=== INPUT DATA ===
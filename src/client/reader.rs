//! Range reads: `dd` streamed over a command channel when the server allows
//! it, SFTP seek + read otherwise.
//!
//! A failure to open or start the command channel downgrades the connection
//! to SFTP reads for good. A command that starts but then fails is a read
//! error, not a downgrade.

use std::io::ErrorKind;
use std::time::Instant;

use crate::client::connection::{throughput_mib, Connection};
use crate::error::SshfsError;
use crate::session::{ExecFailure, OpenMode};

/// Block size passed to `dd`.
const DD_BLOCK_SIZE: usize = 4096;

/// Size of each SFTP read request.
pub const SFTP_READ_CHUNK: usize = 32 * 1024;

/// Why the command-streamed read did not produce data.
#[derive(Debug)]
enum FastPathError {
    /// The channel could not be opened or the command could not start.
    Unavailable(ExecFailure),
    /// The command ran and failed.
    Failed(SshfsError),
}

/// Quote `s` for a POSIX shell.
pub fn shell_quote(s: &str) -> String {
    format!("'{}'", s.replace('\'', r"'\''"))
}

/// `dd` invocation that streams `length` bytes of `path` from `offset`.
pub fn dd_command(path: &str, offset: u64, length: usize) -> String {
    format!(
        "dd if={} bs={} iflag=skip_bytes,count_bytes skip={} count={} status=none 2>/dev/null",
        shell_quote(path),
        DD_BLOCK_SIZE,
        offset,
        length
    )
}

impl Connection {
    /// Read up to `length` bytes of `path` starting at `offset`.
    ///
    /// Returns fewer bytes when the file ends first.
    pub fn read_bytes(&self, path: &str, offset: u64, length: usize) -> Result<Vec<u8>, SshfsError> {
        let mut buf = vec![0u8; length];
        let n = self.read_into(path, offset, &mut buf)?;
        buf.truncate(n);
        Ok(buf)
    }

    /// Fill `buf` from `path` at `offset`; returns the number of bytes read.
    pub fn read_into(&self, path: &str, offset: u64, buf: &mut [u8]) -> Result<usize, SshfsError> {
        if !self.is_connected() {
            return Err(SshfsError::NotConnected {
                host: self.params().host.clone(),
                port: self.params().port,
            });
        }
        if buf.is_empty() {
            return Ok(0);
        }

        let _serialized = self.lock_reads();

        if self.fast_path_available() {
            match self.read_via_command(path, offset, buf) {
                Ok(n) => return Ok(n),
                Err(FastPathError::Unavailable(reason)) => self.disable_fast_path(&reason),
                Err(FastPathError::Failed(e)) => return Err(e),
            }
        }
        self.read_via_sftp(path, offset, buf)
    }

    fn read_via_command(&self, path: &str, offset: u64, buf: &mut [u8]) -> Result<usize, FastPathError> {
        let command = dd_command(path, offset, buf.len());
        let started = Instant::now();

        self.with_session(|session| {
            let mut channel = match session.exec(&command) {
                Ok(channel) => channel,
                Err(e) => return Ok(Err(e)),
            };
            let exec_ms = started.elapsed().as_millis() as u64;

            let mut total = 0;
            while total < buf.len() {
                match channel.read(&mut buf[total..]) {
                    Ok(0) => break,
                    Ok(n) => total += n,
                    Err(e) if matches!(e.kind(), ErrorKind::WouldBlock | ErrorKind::Interrupted) => {
                        std::thread::yield_now();
                    }
                    Err(e) => {
                        let _ = channel.finish();
                        return Err(SshfsError::remote("read", path, format!("command channel: {}", e)));
                    }
                }
            }

            let status = match channel.finish() {
                Ok(status) => status,
                Err(e) if total > 0 => {
                    tracing::debug!(path, error = %e, "Channel close failed after data was read");
                    0
                }
                Err(e) => return Err(e),
            };
            if status != 0 && total == 0 {
                return Err(SshfsError::CommandFailed { command, status });
            }
            if status != 0 {
                tracing::debug!(path, status, bytes = total, "dd exited non-zero; keeping partial read");
            }

            let elapsed = started.elapsed();
            tracing::debug!(
                path,
                offset,
                length = buf.len(),
                bytes = total,
                exec_ms,
                elapsed_ms = elapsed.as_millis() as u64,
                mib_per_sec = throughput_mib(total, elapsed),
                "Read via command channel"
            );
            Ok(Ok(total))
        })
        .map_err(FastPathError::Failed)?
        .map_err(FastPathError::Unavailable)
    }

    fn read_via_sftp(&self, path: &str, offset: u64, buf: &mut [u8]) -> Result<usize, SshfsError> {
        let started = Instant::now();
        let total = self.with_sftp(|sftp| {
            let mut file = sftp.open(path, OpenMode::Read)?;
            let read = (|| -> Result<usize, SshfsError> {
                file.seek(offset)?;
                let mut total = 0;
                while total < buf.len() {
                    let end = (total + SFTP_READ_CHUNK).min(buf.len());
                    let n = file.read(&mut buf[total..end])?;
                    if n == 0 {
                        break;
                    }
                    total += n;
                }
                Ok(total)
            })();
            if let Err(e) = file.close() {
                tracing::debug!(path, error = %e, "Closing read handle failed");
            }
            read
        })?;

        let elapsed = started.elapsed();
        tracing::debug!(
            path,
            offset,
            length = buf.len(),
            bytes = total,
            elapsed_ms = elapsed.as_millis() as u64,
            mib_per_sec = throughput_mib(total, elapsed),
            "Read via SFTP"
        );
        Ok(total)
    }
}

=== ACTIVITY ===
Give the number of lines in the records where the word "seek" occurs, and add nothing.

=== RESULT BELOW ===
2